• Work instruction: Report how many lines in the data include "field", with the number as the only reply.
:: Provided information
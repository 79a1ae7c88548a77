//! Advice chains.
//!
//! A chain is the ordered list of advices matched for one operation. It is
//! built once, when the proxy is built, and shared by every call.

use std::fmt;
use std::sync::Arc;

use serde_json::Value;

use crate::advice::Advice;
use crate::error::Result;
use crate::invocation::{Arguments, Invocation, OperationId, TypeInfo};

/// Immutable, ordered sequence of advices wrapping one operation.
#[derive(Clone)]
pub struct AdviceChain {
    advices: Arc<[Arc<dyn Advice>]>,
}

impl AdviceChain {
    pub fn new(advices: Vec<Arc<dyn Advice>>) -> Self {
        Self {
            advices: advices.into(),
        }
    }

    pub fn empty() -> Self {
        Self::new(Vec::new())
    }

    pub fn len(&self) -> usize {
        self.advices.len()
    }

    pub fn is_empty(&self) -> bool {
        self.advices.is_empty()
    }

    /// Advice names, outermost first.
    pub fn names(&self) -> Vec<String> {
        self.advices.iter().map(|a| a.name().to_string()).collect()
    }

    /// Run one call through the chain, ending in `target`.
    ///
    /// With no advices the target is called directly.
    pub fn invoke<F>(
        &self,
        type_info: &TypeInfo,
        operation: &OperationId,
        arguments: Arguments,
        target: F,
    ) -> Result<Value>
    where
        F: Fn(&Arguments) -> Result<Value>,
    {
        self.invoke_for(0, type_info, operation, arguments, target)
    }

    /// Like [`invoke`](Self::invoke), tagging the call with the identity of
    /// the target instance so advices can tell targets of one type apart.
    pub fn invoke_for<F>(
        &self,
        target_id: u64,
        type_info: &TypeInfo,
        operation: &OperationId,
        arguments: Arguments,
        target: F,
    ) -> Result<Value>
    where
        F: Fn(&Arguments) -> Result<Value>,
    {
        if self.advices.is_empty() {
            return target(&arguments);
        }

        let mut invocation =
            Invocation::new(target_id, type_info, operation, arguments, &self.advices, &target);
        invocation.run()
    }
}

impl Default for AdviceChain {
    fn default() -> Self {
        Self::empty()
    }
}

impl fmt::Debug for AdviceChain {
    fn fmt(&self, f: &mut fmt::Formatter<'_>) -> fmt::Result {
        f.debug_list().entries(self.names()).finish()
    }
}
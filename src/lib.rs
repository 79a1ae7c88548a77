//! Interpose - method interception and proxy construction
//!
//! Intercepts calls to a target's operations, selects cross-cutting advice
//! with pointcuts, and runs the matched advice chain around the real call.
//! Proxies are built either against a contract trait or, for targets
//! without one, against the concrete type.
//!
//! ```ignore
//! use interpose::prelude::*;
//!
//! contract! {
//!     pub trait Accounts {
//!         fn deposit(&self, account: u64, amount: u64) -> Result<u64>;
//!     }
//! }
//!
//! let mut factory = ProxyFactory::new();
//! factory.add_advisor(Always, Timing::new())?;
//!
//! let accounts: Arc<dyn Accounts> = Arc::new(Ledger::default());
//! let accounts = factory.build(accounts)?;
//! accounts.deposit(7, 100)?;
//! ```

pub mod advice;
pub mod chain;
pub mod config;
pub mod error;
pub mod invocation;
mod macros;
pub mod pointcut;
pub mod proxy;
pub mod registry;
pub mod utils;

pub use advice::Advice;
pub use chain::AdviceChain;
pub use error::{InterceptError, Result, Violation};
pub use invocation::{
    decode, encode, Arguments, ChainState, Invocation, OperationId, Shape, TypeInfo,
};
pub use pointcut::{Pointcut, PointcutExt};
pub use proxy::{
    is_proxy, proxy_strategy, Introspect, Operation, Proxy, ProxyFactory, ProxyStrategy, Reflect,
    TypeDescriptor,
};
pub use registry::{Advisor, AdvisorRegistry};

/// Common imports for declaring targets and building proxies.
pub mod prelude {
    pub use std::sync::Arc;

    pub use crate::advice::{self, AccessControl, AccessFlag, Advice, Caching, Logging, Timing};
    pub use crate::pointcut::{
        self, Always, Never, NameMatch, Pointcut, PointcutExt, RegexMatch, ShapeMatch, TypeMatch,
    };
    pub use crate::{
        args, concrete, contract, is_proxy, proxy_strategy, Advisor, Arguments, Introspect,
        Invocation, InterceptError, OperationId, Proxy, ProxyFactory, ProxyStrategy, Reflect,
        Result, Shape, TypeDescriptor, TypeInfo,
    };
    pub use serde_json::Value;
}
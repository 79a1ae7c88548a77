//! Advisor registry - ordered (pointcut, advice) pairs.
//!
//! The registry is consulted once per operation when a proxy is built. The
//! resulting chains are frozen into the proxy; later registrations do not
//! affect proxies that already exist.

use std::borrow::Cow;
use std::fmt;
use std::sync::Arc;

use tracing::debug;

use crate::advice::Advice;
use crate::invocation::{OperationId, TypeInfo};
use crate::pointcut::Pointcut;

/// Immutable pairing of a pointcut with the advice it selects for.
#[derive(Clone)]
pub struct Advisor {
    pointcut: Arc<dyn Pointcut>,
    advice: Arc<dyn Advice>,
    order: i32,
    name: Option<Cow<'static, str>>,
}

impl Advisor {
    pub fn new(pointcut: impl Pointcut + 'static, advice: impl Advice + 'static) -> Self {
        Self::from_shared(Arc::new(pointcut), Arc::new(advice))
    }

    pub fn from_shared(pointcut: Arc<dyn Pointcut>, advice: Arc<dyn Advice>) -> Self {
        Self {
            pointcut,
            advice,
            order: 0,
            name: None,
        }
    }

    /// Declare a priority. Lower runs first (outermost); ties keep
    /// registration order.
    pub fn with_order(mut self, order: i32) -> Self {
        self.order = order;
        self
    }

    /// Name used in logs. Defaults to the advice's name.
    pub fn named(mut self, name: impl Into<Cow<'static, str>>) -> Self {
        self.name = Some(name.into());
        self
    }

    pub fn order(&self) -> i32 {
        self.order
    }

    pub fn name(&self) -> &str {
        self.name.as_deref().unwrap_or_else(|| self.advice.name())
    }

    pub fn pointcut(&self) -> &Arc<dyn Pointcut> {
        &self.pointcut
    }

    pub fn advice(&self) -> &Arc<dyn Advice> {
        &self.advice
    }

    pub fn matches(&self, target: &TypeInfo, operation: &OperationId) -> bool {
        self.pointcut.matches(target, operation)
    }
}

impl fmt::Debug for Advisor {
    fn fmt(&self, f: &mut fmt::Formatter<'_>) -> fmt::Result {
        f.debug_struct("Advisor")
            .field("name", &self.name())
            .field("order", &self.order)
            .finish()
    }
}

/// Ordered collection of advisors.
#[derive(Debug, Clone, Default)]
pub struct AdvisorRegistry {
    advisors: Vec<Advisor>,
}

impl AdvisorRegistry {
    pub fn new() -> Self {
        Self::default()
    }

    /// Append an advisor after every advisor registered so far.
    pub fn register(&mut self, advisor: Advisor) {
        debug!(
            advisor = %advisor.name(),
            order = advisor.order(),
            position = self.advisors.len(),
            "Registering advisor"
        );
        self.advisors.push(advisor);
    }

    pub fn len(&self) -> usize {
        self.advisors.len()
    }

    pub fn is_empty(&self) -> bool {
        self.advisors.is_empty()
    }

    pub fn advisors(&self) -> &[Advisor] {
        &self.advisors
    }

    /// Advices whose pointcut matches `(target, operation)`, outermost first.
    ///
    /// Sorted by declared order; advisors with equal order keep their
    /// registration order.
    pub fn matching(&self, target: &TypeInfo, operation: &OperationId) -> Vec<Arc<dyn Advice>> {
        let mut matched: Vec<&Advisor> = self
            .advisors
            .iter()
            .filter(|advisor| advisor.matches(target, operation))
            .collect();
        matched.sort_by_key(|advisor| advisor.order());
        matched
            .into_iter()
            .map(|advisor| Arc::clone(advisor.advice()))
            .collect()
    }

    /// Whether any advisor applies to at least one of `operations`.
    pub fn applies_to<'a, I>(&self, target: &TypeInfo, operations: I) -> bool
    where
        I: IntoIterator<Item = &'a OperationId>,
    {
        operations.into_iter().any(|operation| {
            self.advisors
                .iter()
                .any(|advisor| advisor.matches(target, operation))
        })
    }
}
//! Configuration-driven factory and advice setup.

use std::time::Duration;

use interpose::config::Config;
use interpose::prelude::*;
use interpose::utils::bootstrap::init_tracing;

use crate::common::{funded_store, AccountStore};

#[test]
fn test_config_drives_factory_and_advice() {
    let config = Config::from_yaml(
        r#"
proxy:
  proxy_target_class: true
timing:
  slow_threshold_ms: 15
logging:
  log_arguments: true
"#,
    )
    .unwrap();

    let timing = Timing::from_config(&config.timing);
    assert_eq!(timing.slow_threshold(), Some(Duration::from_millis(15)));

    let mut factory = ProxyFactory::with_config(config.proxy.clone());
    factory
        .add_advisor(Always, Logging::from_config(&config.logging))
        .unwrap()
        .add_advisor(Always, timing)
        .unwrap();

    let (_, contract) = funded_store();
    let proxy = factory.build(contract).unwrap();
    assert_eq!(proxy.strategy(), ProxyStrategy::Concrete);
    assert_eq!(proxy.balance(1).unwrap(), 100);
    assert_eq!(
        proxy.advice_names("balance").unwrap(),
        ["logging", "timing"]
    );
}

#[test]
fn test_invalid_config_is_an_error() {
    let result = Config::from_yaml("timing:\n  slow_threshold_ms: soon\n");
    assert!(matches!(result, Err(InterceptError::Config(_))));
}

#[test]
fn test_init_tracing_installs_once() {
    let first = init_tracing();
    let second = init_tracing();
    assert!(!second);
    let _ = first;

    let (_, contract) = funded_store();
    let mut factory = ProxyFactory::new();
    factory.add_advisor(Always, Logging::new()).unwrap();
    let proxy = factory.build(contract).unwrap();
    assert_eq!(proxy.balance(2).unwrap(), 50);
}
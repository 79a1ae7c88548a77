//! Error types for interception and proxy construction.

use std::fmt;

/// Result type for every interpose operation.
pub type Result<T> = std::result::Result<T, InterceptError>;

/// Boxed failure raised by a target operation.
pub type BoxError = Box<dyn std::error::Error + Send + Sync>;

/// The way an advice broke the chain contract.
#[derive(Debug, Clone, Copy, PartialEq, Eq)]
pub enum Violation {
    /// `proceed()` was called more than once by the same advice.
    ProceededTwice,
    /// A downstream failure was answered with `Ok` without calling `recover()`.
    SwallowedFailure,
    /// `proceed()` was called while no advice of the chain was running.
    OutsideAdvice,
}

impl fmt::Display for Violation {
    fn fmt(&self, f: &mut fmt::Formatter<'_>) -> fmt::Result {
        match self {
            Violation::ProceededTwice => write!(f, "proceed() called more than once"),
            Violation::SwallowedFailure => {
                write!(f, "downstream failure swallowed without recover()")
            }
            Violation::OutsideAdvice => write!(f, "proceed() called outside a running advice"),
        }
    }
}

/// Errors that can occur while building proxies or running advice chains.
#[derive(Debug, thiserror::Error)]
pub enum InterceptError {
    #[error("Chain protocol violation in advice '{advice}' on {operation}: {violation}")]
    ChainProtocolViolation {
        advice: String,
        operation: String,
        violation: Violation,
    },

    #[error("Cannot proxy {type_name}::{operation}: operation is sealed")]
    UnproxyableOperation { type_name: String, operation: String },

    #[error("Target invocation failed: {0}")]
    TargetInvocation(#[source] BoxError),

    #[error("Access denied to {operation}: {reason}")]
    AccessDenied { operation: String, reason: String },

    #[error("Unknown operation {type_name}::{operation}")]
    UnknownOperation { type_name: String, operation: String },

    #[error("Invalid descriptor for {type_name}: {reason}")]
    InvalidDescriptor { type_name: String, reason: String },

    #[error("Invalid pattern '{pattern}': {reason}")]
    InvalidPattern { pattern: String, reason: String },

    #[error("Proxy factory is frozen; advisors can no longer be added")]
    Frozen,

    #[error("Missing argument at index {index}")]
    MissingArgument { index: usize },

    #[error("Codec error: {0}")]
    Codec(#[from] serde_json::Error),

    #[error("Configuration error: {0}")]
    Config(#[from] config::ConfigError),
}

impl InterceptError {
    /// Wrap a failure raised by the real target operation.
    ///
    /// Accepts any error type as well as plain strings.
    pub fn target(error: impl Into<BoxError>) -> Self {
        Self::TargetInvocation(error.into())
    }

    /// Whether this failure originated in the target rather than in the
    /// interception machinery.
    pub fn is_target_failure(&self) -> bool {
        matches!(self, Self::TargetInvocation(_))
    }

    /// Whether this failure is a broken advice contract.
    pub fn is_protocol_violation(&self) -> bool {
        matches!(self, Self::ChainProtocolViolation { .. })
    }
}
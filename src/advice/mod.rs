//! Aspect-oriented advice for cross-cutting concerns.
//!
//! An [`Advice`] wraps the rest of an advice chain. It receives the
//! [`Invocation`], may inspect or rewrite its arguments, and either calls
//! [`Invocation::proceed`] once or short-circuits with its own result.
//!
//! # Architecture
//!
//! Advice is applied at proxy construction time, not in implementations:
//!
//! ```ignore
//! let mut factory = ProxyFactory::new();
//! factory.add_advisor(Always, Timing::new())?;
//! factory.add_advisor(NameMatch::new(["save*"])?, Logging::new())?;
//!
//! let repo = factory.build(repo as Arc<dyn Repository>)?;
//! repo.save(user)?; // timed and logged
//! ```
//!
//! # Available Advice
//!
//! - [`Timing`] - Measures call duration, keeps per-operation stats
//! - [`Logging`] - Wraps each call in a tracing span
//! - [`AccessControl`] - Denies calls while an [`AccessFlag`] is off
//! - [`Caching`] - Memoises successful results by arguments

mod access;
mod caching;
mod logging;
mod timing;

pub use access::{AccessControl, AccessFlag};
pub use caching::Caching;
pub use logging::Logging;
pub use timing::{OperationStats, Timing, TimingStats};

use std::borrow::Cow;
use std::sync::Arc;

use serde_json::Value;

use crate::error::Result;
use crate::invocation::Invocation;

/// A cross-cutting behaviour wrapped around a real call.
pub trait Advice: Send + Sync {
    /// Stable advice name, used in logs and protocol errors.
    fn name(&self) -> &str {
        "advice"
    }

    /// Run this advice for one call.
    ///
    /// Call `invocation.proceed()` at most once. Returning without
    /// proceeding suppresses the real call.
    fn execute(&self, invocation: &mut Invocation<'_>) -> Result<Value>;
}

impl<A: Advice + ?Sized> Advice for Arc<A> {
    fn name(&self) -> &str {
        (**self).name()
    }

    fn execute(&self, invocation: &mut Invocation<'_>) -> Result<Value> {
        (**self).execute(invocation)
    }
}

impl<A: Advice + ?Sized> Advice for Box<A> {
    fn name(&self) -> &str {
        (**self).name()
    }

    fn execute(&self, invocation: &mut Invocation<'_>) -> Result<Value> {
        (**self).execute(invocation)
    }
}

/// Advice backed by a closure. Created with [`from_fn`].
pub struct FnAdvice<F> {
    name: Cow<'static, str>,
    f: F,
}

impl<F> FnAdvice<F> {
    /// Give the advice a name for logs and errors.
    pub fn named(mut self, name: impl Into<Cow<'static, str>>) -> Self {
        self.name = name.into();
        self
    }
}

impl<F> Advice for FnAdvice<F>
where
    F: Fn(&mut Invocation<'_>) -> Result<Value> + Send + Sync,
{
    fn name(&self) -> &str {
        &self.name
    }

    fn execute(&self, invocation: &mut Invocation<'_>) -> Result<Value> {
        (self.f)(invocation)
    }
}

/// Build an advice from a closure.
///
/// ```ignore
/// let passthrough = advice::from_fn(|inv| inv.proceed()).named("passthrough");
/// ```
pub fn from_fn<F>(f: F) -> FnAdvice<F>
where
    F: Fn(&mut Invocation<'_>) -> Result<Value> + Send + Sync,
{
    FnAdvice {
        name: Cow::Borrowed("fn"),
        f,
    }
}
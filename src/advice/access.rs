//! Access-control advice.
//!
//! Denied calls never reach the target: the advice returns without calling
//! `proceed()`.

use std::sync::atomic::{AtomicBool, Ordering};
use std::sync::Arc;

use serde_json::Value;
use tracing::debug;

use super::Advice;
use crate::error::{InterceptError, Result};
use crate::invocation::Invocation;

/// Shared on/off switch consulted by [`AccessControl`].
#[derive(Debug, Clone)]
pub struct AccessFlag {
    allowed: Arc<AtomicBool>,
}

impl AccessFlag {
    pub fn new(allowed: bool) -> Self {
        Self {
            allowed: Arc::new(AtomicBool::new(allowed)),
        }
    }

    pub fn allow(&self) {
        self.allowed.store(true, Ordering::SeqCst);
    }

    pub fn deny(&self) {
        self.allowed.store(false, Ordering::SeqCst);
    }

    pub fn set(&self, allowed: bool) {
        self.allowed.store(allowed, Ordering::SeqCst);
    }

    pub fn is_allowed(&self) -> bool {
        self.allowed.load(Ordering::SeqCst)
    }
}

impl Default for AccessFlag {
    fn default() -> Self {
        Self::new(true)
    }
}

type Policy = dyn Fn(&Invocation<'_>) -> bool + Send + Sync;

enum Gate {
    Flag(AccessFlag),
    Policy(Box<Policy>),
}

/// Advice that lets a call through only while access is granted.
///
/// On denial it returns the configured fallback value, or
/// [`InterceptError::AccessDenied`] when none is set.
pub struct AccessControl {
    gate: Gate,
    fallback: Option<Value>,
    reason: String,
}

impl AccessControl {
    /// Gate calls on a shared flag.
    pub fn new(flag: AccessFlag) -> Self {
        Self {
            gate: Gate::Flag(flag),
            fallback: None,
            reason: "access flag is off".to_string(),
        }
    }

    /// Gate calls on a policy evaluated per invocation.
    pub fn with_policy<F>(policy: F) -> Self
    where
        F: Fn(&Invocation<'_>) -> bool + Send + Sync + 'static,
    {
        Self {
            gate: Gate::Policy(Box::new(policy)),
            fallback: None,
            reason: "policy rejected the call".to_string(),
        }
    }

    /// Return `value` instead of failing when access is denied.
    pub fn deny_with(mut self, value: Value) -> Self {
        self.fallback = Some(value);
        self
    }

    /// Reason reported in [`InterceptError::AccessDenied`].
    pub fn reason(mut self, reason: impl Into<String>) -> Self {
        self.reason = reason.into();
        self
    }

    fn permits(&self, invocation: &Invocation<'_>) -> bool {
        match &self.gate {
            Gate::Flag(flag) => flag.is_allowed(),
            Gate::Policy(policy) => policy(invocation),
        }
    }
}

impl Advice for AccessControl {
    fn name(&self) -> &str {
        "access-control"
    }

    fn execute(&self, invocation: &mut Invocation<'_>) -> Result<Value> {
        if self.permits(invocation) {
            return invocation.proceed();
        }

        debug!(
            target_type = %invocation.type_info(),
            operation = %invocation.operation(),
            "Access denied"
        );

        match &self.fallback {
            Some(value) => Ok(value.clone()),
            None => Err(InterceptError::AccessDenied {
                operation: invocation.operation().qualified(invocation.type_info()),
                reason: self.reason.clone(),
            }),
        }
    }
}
::::
• Written answer: 2